▶ Problem statement
Report, from the records below, every line where the word "JoinSet" appears.

▶ Entries supplied
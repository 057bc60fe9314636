// Copyright 2025 HyperZoekt Project
// Derived from sourcegraph/zoekt (https://github.com/sourcegraph/zoekt)
// Copyright 2016 Google Inc. All rights reserved.
//
// Licensed under the Apache License, Version 2.0 (the "License");
// you may not use this file except in compliance with the License.
// You may obtain a copy of the License at
//
//     http://www.apache.org/licenses/LICENSE-2.0
//
// Unless required by applicable law or agreed to in writing, software
// distributed under the License is distributed on an "AS IS" BASIS,
// WITHOUT WARRANTIES OR CONDITIONS OF ANY KIND, either express or implied.
// See the License for the specific language governing permissions and
// limitations under the License.

use crate::collect::{
    new_flush_collect_sender, CollectSender, CopySender, DisplayTruncator, LimitSender,
};
use crate::error::{Error, Result};
use crate::query::Query;
use crate::registry::{Loaded, RankedShard, ShardRegistry};
use crate::sched::{num_cpus, Scheduler, SchedulerConfig};
use crate::searcher::Sender;
use crate::select::select_repo_set;
use crate::stream;
use crate::types::{
    copy_files, ListOptions, Progress, RepoList, RepoListEntry, RepoStats, SearchOptions,
    SearchResult, Stats,
};
use std::collections::HashMap;
use std::sync::Arc;
use std::time::{Duration, Instant};
use tokio::sync::Semaphore;
use tokio::task::JoinSet;
use tokio_util::sync::CancellationToken;

/// Searches every shard of a [`ShardRegistry`] under a [`Scheduler`].
pub struct ShardedSearcher {
    sched: Scheduler,
    registry: Arc<ShardRegistry>,
}

/// The first event of every streamed search: no files, a crash if the
/// registry is still loading, and the highest priority among the shards
/// left to search.
fn progress_event(loaded: &Loaded, shards: &[Arc<RankedShard>], wait: Duration) -> SearchResult {
    let max_pending_priority = shards
        .first()
        .map(|s| s.priority())
        .unwrap_or(f64::NEG_INFINITY);
    SearchResult {
        stats: Stats {
            crashes: usize::from(!loaded.ready),
            wait,
            ..Default::default()
        },
        progress: Progress {
            priority: f64::NEG_INFINITY,
            max_pending_priority,
        },
        ..Default::default()
    }
}

impl ShardedSearcher {
    pub fn new(registry: Arc<ShardRegistry>, capacity: usize, cfg: &SchedulerConfig) -> Self {
        Self {
            sched: Scheduler::new(capacity, cfg),
            registry,
        }
    }

    pub fn registry(&self) -> &Arc<ShardRegistry> {
        &self.registry
    }

    pub fn scheduler(&self) -> &Scheduler {
        &self.sched
    }

    /// Search all shards and return one aggregated, sorted and truncated
    /// result with bytes copied out of shard memory.
    pub async fn search(
        &self,
        cancel: &CancellationToken,
        q: &Query,
        opts: &SearchOptions,
    ) -> Result<SearchResult> {
        let start = Instant::now();
        let req = cancel.child_token();
        let _req_guard = req.clone().drop_guard();

        let mut proc = self.sched.acquire(&req).await?;
        let wait = start.elapsed();
        let loaded = self.registry.snapshot();

        let (shards, q) = select_repo_set(&loaded.shards, q);
        let q = q.simplify();

        let collect = CollectSender::new(opts);
        collect.send(progress_event(&loaded, &shards, wait));
        tracing::debug!(query = %q, opts = %opts, shards = shards.len(), "search");
        let res = stream::stream_search(&req, &mut proc, &shards, q, opts, &collect).await;
        proc.release();

        if cancel.is_cancelled() {
            return Err(Error::Cancelled);
        }
        res?;

        let mut sr = collect.done().unwrap_or_default();
        if let Some(mut truncator) = DisplayTruncator::new(opts) {
            truncator.truncate(&mut sr.files);
        }
        copy_files(&mut sr);
        sr.stats.duration = start.elapsed();
        drop(shards);
        drop(loaded);
        Ok(sr)
    }

    /// Stream results to `sender` as shards complete.
    ///
    /// Every batch reaching `sender` owns its bytes. The first batch is a
    /// progress event carrying the initial max pending priority.
    pub async fn stream_search(
        &self,
        cancel: &CancellationToken,
        q: &Query,
        opts: &SearchOptions,
        sender: Arc<dyn Sender>,
    ) -> Result<()> {
        let start = Instant::now();
        let req = cancel.child_token();
        let _req_guard = req.clone().drop_guard();

        let mut proc = self.sched.acquire(&req).await?;
        let loaded = self.registry.snapshot();
        let (shards, q) = select_repo_set(&loaded.shards, q);
        let q = q.simplify();
        sender.send(progress_event(&loaded, &shards, start.elapsed()));
        tracing::debug!(query = %q, opts = %opts, shards = shards.len(), "stream search");

        let limited = LimitSender::wrap(opts, req.clone(), sender);
        let (flush_sender, final_flush) = new_flush_collect_sender(opts, limited);
        let copy = CopySender::new(flush_sender);

        let res = stream::stream_search(&req, &mut proc, &shards, q, opts, &copy).await;
        final_flush.flush();
        proc.release();
        drop(shards);
        drop(loaded);

        if cancel.is_cancelled() {
            return Err(Error::Cancelled);
        }
        res
    }

    /// List the repositories matching `q`, merging repositories that span
    /// several shards.
    pub async fn list(
        &self,
        cancel: &CancellationToken,
        q: &Query,
        opts: &ListOptions,
    ) -> Result<RepoList> {
        let req = cancel.child_token();
        let _req_guard = req.clone().drop_guard();

        let mut proc = self.sched.acquire(&req).await?;
        let loaded = self.registry.snapshot();
        let (shards, q) = select_repo_set(&loaded.shards, q);
        let q = q.simplify();
        let q = Arc::new(q);

        let limit = Arc::new(Semaphore::new(num_cpus()));
        let mut tasks = JoinSet::new();
        for shard in shards.iter().cloned() {
            let limit = Arc::clone(&limit);
            let token = req.clone();
            let q = Arc::clone(&q);
            let opts = *opts;
            tasks.spawn(async move {
                let _permit = limit.acquire_owned().await;
                let name = shard.name().to_string();
                let joined =
                    tokio::task::spawn_blocking(move || shard.searcher().list(&token, &q, &opts))
                        .await;
                (name, joined)
            });
        }

        let mut crashes = usize::from(!loaded.ready);
        let mut stats = RepoStats::default();
        let mut uniq: HashMap<String, RepoListEntry> = HashMap::new();
        let mut repos_map = HashMap::new();
        while let Some(joined) = tasks.join_next().await {
            let (name, rl) = match joined {
                Ok((name, Ok(Ok(rl)))) => (name, rl),
                Ok((name, Ok(Err(source)))) => {
                    return Err(Error::Shard {
                        shard: name,
                        source,
                    })
                }
                Ok((name, Err(err))) => {
                    tracing::error!(shard = %name, error = %err, "crashed shard during list");
                    crashes += 1;
                    continue;
                }
                Err(err) => {
                    tracing::error!(error = %err, "list task failed");
                    crashes += 1;
                    continue;
                }
            };
            tracing::trace!(shard = %name, repos = rl.repos.len(), "listed shard");

            crashes += rl.crashes;
            stats.add(&rl.stats);
            for entry in rl.repos {
                match uniq.get_mut(&entry.repository.name) {
                    Some(prev) => prev.stats.add(&entry.stats),
                    None => {
                        uniq.insert(entry.repository.name.clone(), entry);
                    }
                }
            }
            for (id, entry) in rl.repos_map {
                repos_map.entry(id).or_insert(entry);
            }
        }
        proc.release();

        if cancel.is_cancelled() {
            return Err(Error::Cancelled);
        }

        let mut repos: Vec<RepoListEntry> = uniq.into_values().collect();
        repos.sort_by(|a, b| a.repository.name.cmp(&b.repository.name));
        stats.repos = repos.len() + repos_map.len();
        Ok(RepoList {
            repos,
            repos_map,
            crashes,
            stats,
        })
    }

    /// Drop every shard from the registry.
    pub fn close(&self) {
        self.registry.close();
    }
}
// Copyright 2025 HyperZoekt Project
// Derived from sourcegraph/zoekt (https://github.com/sourcegraph/zoekt)
// Copyright 2016 Google Inc. All rights reserved.
//
// Licensed under the Apache License, Version 2.0 (the "License");
// you may not use this file except in compliance with the License.
// You may obtain a copy of the License at
//
//     http://www.apache.org/licenses/LICENSE-2.0
//
// Unless required by applicable law or agreed to in writing, software
// distributed under the License is distributed on an "AS IS" BASIS,
// WITHOUT WARRANTIES OR CONDITIONS OF ANY KIND, either express or implied.
// See the License for the specific language governing permissions and
// limitations under the License.

//! Per-document query evaluation for [`FileShard`].

use super::reader::FileShard;
use super::DocEntry;
use crate::query::{BranchRepos, Query};
use crate::types::{
    FileMatch, LineFragmentMatch, LineMatch, ListOptions, MinimalRepoListEntry, RepoList,
    RepoListEntry, RepoListField, RepoStats, Repository, SearchOptions, SearchResult, ShardBytes,
    Stats,
};
use anyhow::Result;
use regex::Regex;
use std::collections::{BTreeSet, HashMap};
use std::time::Instant;
use tokio_util::sync::CancellationToken;

/// A query compiled for matching against raw document bytes.
enum Matcher<'q> {
    Const(bool),
    Substring {
        needle: Vec<u8>,
        case_sensitive: bool,
        file_name: bool,
        content: bool,
    },
    Regexp {
        re: regex::bytes::Regex,
        file_name: bool,
        content: bool,
    },
    Branch {
        pattern: &'q str,
        exact: bool,
    },
    Repo(&'q Regex),
    RepoSet(&'q BTreeSet<String>),
    RepoIds(&'q BTreeSet<u32>),
    BranchesRepos(&'q [BranchRepos]),
    And(Vec<Matcher<'q>>),
    Or(Vec<Matcher<'q>>),
    Not(Box<Matcher<'q>>),
}
// Copyright 2025 HyperZoekt Project
//
// Licensed under the Apache License, Version 2.0 (the "License");
// you may not use this file except in compliance with the License.
// You may obtain a copy of the License at
//
//     http://www.apache.org/licenses/LICENSE-2.0
//
// Unless required by applicable law or agreed to in writing, software
// distributed under the License is distributed on an "AS IS" BASIS,
// WITHOUT WARRANTIES OR CONDITIONS OF ANY KIND, either express or implied.
// See the License for the specific language governing permissions and
// limitations under the License.

use crate::error::Result;
use crate::sched::SchedulerConfig;
use crate::watcher::RESCAN_INTERVAL;
use std::fs;
use std::path::PathBuf;
use std::time::Duration;

/// Settings for a directory backed sharded searcher.
#[derive(Clone, Debug, PartialEq)]
pub struct ShardsConfig {
    pub index_dir: PathBuf,
    /// Concurrent searches admitted by the scheduler; 0 means one per CPU.
    pub capacity: usize,
    pub sched: SchedulerConfig,
    /// Block `DirectorySearcher::open` until the initial scan is loaded.
    pub wait_until_ready: bool,
    pub rescan_interval: Duration,
}

impl Default for ShardsConfig {
    fn default() -> Self {
        Self {
            index_dir: PathBuf::from("."),
            capacity: 0,
            sched: SchedulerConfig::default(),
            wait_until_ready: false,
            rescan_interval: RESCAN_INTERVAL,
        }
    }
}

/// CLI-level options that binaries pass to `load_shards_config`.
#[derive(Clone, Debug, Default)]
pub struct MergeOpts {
    pub config_path: Option<PathBuf>,
    pub cli_index_dir: Option<PathBuf>,
    pub cli_capacity: Option<usize>,
    pub cli_sched: Option<String>,
    pub cli_wait_until_ready: Option<bool>,
    pub cli_rescan_seconds: Option<u64>,
}

/// Load and merge ShardsConfig from: defaults <- config file <- env vars <- CLI
pub fn load_shards_config(mut base: ShardsConfig, opts: MergeOpts) -> Result<ShardsConfig> {
    if let Some(path) = opts.config_path.as_ref() {
        if path.exists() {
            let s = fs::read_to_string(path)?;
            let v: toml::Value = toml::from_str(&s)?;
            if let Some(d) = v.get("index_dir").and_then(|x| x.as_str()) {
                base.index_dir = PathBuf::from(d);
            }
            if let Some(c) = v.get("search_capacity").and_then(|x| x.as_integer()) {
                base.capacity = c.max(0) as usize;
            }
            if let Some(s) = v.get("sched").and_then(|x| x.as_str()) {
                base.sched = SchedulerConfig::from_tuneables(s);
            }
            if let Some(w) = v.get("wait_until_ready").and_then(|x| x.as_bool()) {
                base.wait_until_ready = w;
            }
            if let Some(r) = v.get("rescan_seconds").and_then(|x| x.as_integer()) {
                if r > 0 {
                    base.rescan_interval = Duration::from_secs(r as u64);
                }
            }
        }
    }

    // env vars override file
    if let Ok(d) = std::env::var("ZOEKT_INDEX_DIR") {
        base.index_dir = PathBuf::from(d);
    }
    if let Ok(c) = std::env::var("ZOEKT_SEARCH_CAPACITY") {
        if let Ok(v) = c.parse::<usize>() {
            base.capacity = v;
        }
    }
    if let Ok(s) = std::env::var("ZOEKT_SCHED") {
        base.sched = SchedulerConfig::from_tuneables(&s);
    }
    if let Ok(r) = std::env::var("ZOEKT_RESCAN_SECONDS") {
        if let Ok(v) = r.parse::<u64>() {
            if v > 0 {
                base.rescan_interval = Duration::from_secs(v);
            }
        }
    }

    // CLI overrides everything
    if let Some(d) = opts.cli_index_dir {
        base.index_dir = d;
    }
    if let Some(c) = opts.cli_capacity {
        base.capacity = c;
    }
    if let Some(s) = opts.cli_sched {
        base.sched = SchedulerConfig::from_tuneables(&s);
    }
    if let Some(w) = opts.cli_wait_until_ready {
        base.wait_until_ready = w;
    }
    if let Some(r) = opts.cli_rescan_seconds.filter(|r| *r > 0) {
        base.rescan_interval = Duration::from_secs(r);
    }

    Ok(base)
}
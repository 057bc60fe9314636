// Copyright 2025 HyperZoekt Project
//
// Licensed under the Apache License, Version 2.0 (the "License");
// you may not use this file except in compliance with the License.
// You may obtain a copy of the License at
//
//     http://www.apache.org/licenses/LICENSE-2.0
//
// Unless required by applicable law or agreed to in writing, software
// distributed under the License is distributed on an "AS IS" BASIS,
// WITHOUT WARRANTIES OR CONDITIONS OF ANY KIND, either express or implied.
// See the License for the specific language governing permissions and
// limitations under the License.

use super::eval;
use super::{DocEntry, ShardHeader, MAGIC, PREAMBLE_LEN, VERSION};
use crate::query::Query;
use crate::searcher::Searcher;
use crate::types::{ListOptions, RepoList, Repository, SearchOptions, SearchResult};
use anyhow::{bail, Context, Result};
use memmap2::Mmap;
use std::fs::File;
use std::path::{Path, PathBuf};
use std::sync::atomic::{AtomicBool, Ordering};
use std::sync::Arc;
use tokio_util::sync::CancellationToken;

/// A read-only shard backed by a memory map.
///
/// Line matches point into the map; they keep it alive through their own
/// `Arc`, so closing the shard never invalidates a result.
pub struct FileShard {
    path: PathBuf,
    pub(crate) map: Arc<Mmap>,
    pub(crate) blob_start: usize,
    pub(crate) repos: Vec<Repository>,
    pub(crate) docs: Vec<DocEntry>,
    pub(crate) index_time_unix: i64,
    closed: AtomicBool,
}

fn read_u32(map: &[u8], at: usize) -> Result<u32> {
    let b = map
        .get(at..at + 4)
        .with_context(|| format!("shard truncated reading u32 at {}", at))?;
    Ok(u32::from_le_bytes(b.try_into()?))
}

fn read_u64(map: &[u8], at: usize) -> Result<u64> {
    let b = map
        .get(at..at + 8)
        .with_context(|| format!("shard truncated reading u64 at {}", at))?;
    Ok(u64::from_le_bytes(b.try_into()?))
}

impl FileShard {
    pub fn open(path: impl AsRef<Path>) -> Result<Self> {
        let path = path.as_ref();
        let file = File::open(path).with_context(|| format!("open {}", path.display()))?;
        // SAFETY: shard files are written once and replaced atomically, never
        // modified in place.
        let map = unsafe { Mmap::map(&file)? };
        if map.len() < PREAMBLE_LEN {
            bail!("file too small (len={})", map.len())
        }
        let magic = read_u32(&map, 0)?;
        let version = read_u32(&map, 4)?;
        if magic != MAGIC || version != VERSION {
            bail!("bad header (magic={:#x}, version={})", magic, version)
        }
        let header_len = read_u64(&map, 8)? as usize;
        let blob_start = PREAMBLE_LEN
            .checked_add(header_len)
            .filter(|end| *end <= map.len())
            .with_context(|| format!("shard header length {} out of range", header_len))?;
        let header: ShardHeader = serde_json::from_slice(&map[PREAMBLE_LEN..blob_start])
            .context("shard header corrupted")?;

        let blob_len = (map.len() - blob_start) as u64;
        for d in &header.docs {
            if d.offset.saturating_add(d.len) > blob_len {
                bail!("document {} extends past end of shard", d.name)
            }
            if d.repo as usize >= header.repos.len() {
                bail!("document {} refers to unknown repository {}", d.name, d.repo)
            }
        }

        let mut repos = header.repos;
        merge_meta(path, &mut repos)?;

        Ok(Self {
            path: path.to_path_buf(),
            map: Arc::new(map),
            blob_start,
            repos,
            docs: header.docs,
            index_time_unix: header.index_time_unix,
            closed: AtomicBool::new(false),
        })
    }

    pub fn path(&self) -> &Path {
        &self.path
    }

    pub fn repositories(&self) -> &[Repository] {
        &self.repos
    }

    pub fn doc_count(&self) -> usize {
        self.docs.len()
    }

    pub fn is_closed(&self) -> bool {
        self.closed.load(Ordering::Acquire)
    }

    pub(crate) fn doc_range(&self, d: &DocEntry) -> std::ops::Range<usize> {
        let start = self.blob_start + d.offset as usize;
        start..start + d.len as usize
    }
}

/// Overlay mutable repository fields from `<path>.meta`, when present. The
/// sidecar holds either one repository or a list of them.
fn merge_meta(path: &Path, repos: &mut [Repository]) -> Result<()> {
    let mut meta_path = path.as_os_str().to_owned();
    meta_path.push(crate::watcher::META_SUFFIX);
    let meta_path = PathBuf::from(meta_path);
    let bytes = match std::fs::read(&meta_path) {
        Ok(b) => b,
        Err(e) if e.kind() == std::io::ErrorKind::NotFound => return Ok(()),
        Err(e) => return Err(e).with_context(|| format!("read {}", meta_path.display())),
    };
    let value: serde_json::Value =
        serde_json::from_slice(&bytes).with_context(|| format!("parse {}", meta_path.display()))?;
    let overrides: Vec<Repository> = if value.is_array() {
        serde_json::from_value(value)?
    } else {
        vec![serde_json::from_value(value)?]
    };
    for o in &overrides {
        for r in repos.iter_mut() {
            if r.merge_mutable(o) {
                tracing::debug!(repo = %r.name, meta = %meta_path.display(), "merged repository metadata");
            }
        }
    }
    Ok(())
}

impl Searcher for FileShard {
    fn search(
        &self,
        cancel: &CancellationToken,
        q: &Query,
        opts: &SearchOptions,
    ) -> anyhow::Result<SearchResult> {
        eval::search_shard(self, cancel, q, opts)
    }

    fn list(
        &self,
        _cancel: &CancellationToken,
        q: &Query,
        opts: &ListOptions,
    ) -> anyhow::Result<RepoList> {
        eval::list_shard(self, q, opts)
    }

    fn close(&self) {
        if !self.closed.swap(true, Ordering::AcqRel) {
            tracing::debug!(shard = %self.path.display(), "closed file shard");
        }
    }

    fn describe(&self) -> String {
        self.path.display().to_string()
    }
}
// Copyright 2025 HyperZoekt Project
//
// Licensed under the Apache License, Version 2.0 (the "License");
// you may not use this file except in compliance with the License.
// You may obtain a copy of the License at
//
//     http://www.apache.org/licenses/LICENSE-2.0
//
// Unless required by applicable law or agreed to in writing, software
// distributed under the License is distributed on an "AS IS" BASIS,
// WITHOUT WARRANTIES OR CONDITIONS OF ANY KIND, either express or implied.
// See the License for the specific language governing permissions and
// limitations under the License.

use anyhow::Result;
use clap::Parser;
use std::sync::Arc;
use std::time::Duration;
use tokio_util::sync::CancellationToken;
use tracing_subscriber::EnvFilter;
use zoekt_shards::{
    load_shards_config, DirectorySearcher, ListOptions, MergeOpts, Query, RepoListField,
    SearchOptions, SearchResult, SenderFn, ShardsConfig,
};

#[derive(Parser, Debug)]
#[command(name = "zs-search", about = "Search a directory of shards (demo)")]
struct Args {
    /// Index directory holding *.zoekt shards
    #[arg(long)]
    index: Option<std::path::PathBuf>,
    /// Substring to search for (regex with --regex). Omit with --list.
    query: Option<String>,
    /// Treat query as regex
    #[arg(long)]
    regex: bool,
    /// Match case exactly
    #[arg(long)]
    case_sensitive: bool,
    /// Restrict to these repositories (repeatable)
    #[arg(long = "repo")]
    repos: Vec<String>,
    /// List matching repositories instead of searching
    #[arg(long)]
    list: bool,
    /// Stream results as shards finish
    #[arg(long)]
    stream: bool,
    /// Buffer streamed results for this many milliseconds
    #[arg(long, default_value_t = 0)]
    flush_ms: u64,
    /// Abort the search after this many milliseconds (0 = no limit)
    #[arg(long, default_value_t = 0)]
    max_wall_ms: u64,
    /// Maximum number of files to show
    #[arg(long, default_value_t = 0)]
    max_docs: usize,
    /// Maximum number of line matches to show
    #[arg(long, default_value_t = 0)]
    max_matches: usize,
    /// Lines of context around each match
    #[arg(long, default_value_t = 0)]
    context: usize,
    /// Include whole file contents
    #[arg(long)]
    whole: bool,
    /// Optional TOML config file
    #[arg(long)]
    config: Option<std::path::PathBuf>,
    /// Concurrent searches (0 = CPU count)
    #[arg(long)]
    capacity: Option<usize>,
    /// Scheduler tuneables, e.g. "batchdiv=8,interactiveseconds=10"
    #[arg(long)]
    sched: Option<String>,
}

fn init_logging() {
    let filter = EnvFilter::try_from_default_env().unwrap_or_else(|_| EnvFilter::new("info"));
    tracing_subscriber::fmt()
        .with_env_filter(filter)
        .with_writer(std::io::stderr)
        .init();
}

fn build_query(args: &Args) -> Result<Query> {
    let mut children = Vec::new();
    if !args.repos.is_empty() {
        children.push(Query::repo_set(args.repos.iter().cloned()));
    }
    match &args.query {
        Some(q) if args.regex => children.push(Query::regexp(q)?),
        Some(q) => children.push(Query::Substring {
            pattern: q.clone(),
            case_sensitive: args.case_sensitive,
            file_name: false,
            content: false,
        }),
        None if !args.list => anyhow::bail!("a query is required unless --list is given"),
        None => {}
    }
    Ok(Query::and(children).simplify())
}

fn print_result(sr: &SearchResult) {
    for f in &sr.files {
        match serde_json::to_string(f) {
            Ok(line) => println!("{}", line),
            Err(e) => tracing::warn!(error = %e, "failed to encode file match"),
        }
    }
}

#[tokio::main]
async fn main() -> Result<()> {
    init_logging();
    let args = Args::parse();

    let cfg = load_shards_config(
        ShardsConfig {
            wait_until_ready: true,
            ..Default::default()
        },
        MergeOpts {
            config_path: args.config.clone(),
            cli_index_dir: args.index.clone(),
            cli_capacity: args.capacity,
            cli_sched: args.sched.clone(),
            cli_wait_until_ready: Some(true),
            cli_rescan_seconds: None,
        },
    )?;
    let q = build_query(&args)?;
    let searcher = DirectorySearcher::open(&cfg).await?;
    let cancel = CancellationToken::new();

    if args.list {
        let rl = searcher
            .list(
                &cancel,
                &q,
                &ListOptions {
                    field: RepoListField::Repos,
                },
            )
            .await?;
        for entry in &rl.repos {
            println!("{}", serde_json::to_string(entry)?);
        }
        eprintln!("{}", serde_json::to_string(&rl.stats)?);
        searcher.close().await;
        return Ok(());
    }

    let opts = SearchOptions {
        whole: args.whole,
        max_wall_time: Duration::from_millis(args.max_wall_ms),
        flush_wall_time: Duration::from_millis(args.flush_ms),
        max_doc_display_count: args.max_docs,
        max_match_display_count: args.max_matches,
        num_context_lines: args.context,
        ..Default::default()
    };

    if args.stream {
        let sender = Arc::new(SenderFn(|sr: SearchResult| print_result(&sr)));
        searcher.stream_search(&cancel, &q, &opts, sender).await?;
    } else {
        let sr = searcher.search(&cancel, &q, &opts).await?;
        print_result(&sr);
        eprintln!("{}", serde_json::to_string(&sr.stats)?);
    }
    searcher.close().await;
    Ok(())
}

▶ Result of this exercise
use tokio::task::JoinSet;
        let mut tasks = JoinSet::new();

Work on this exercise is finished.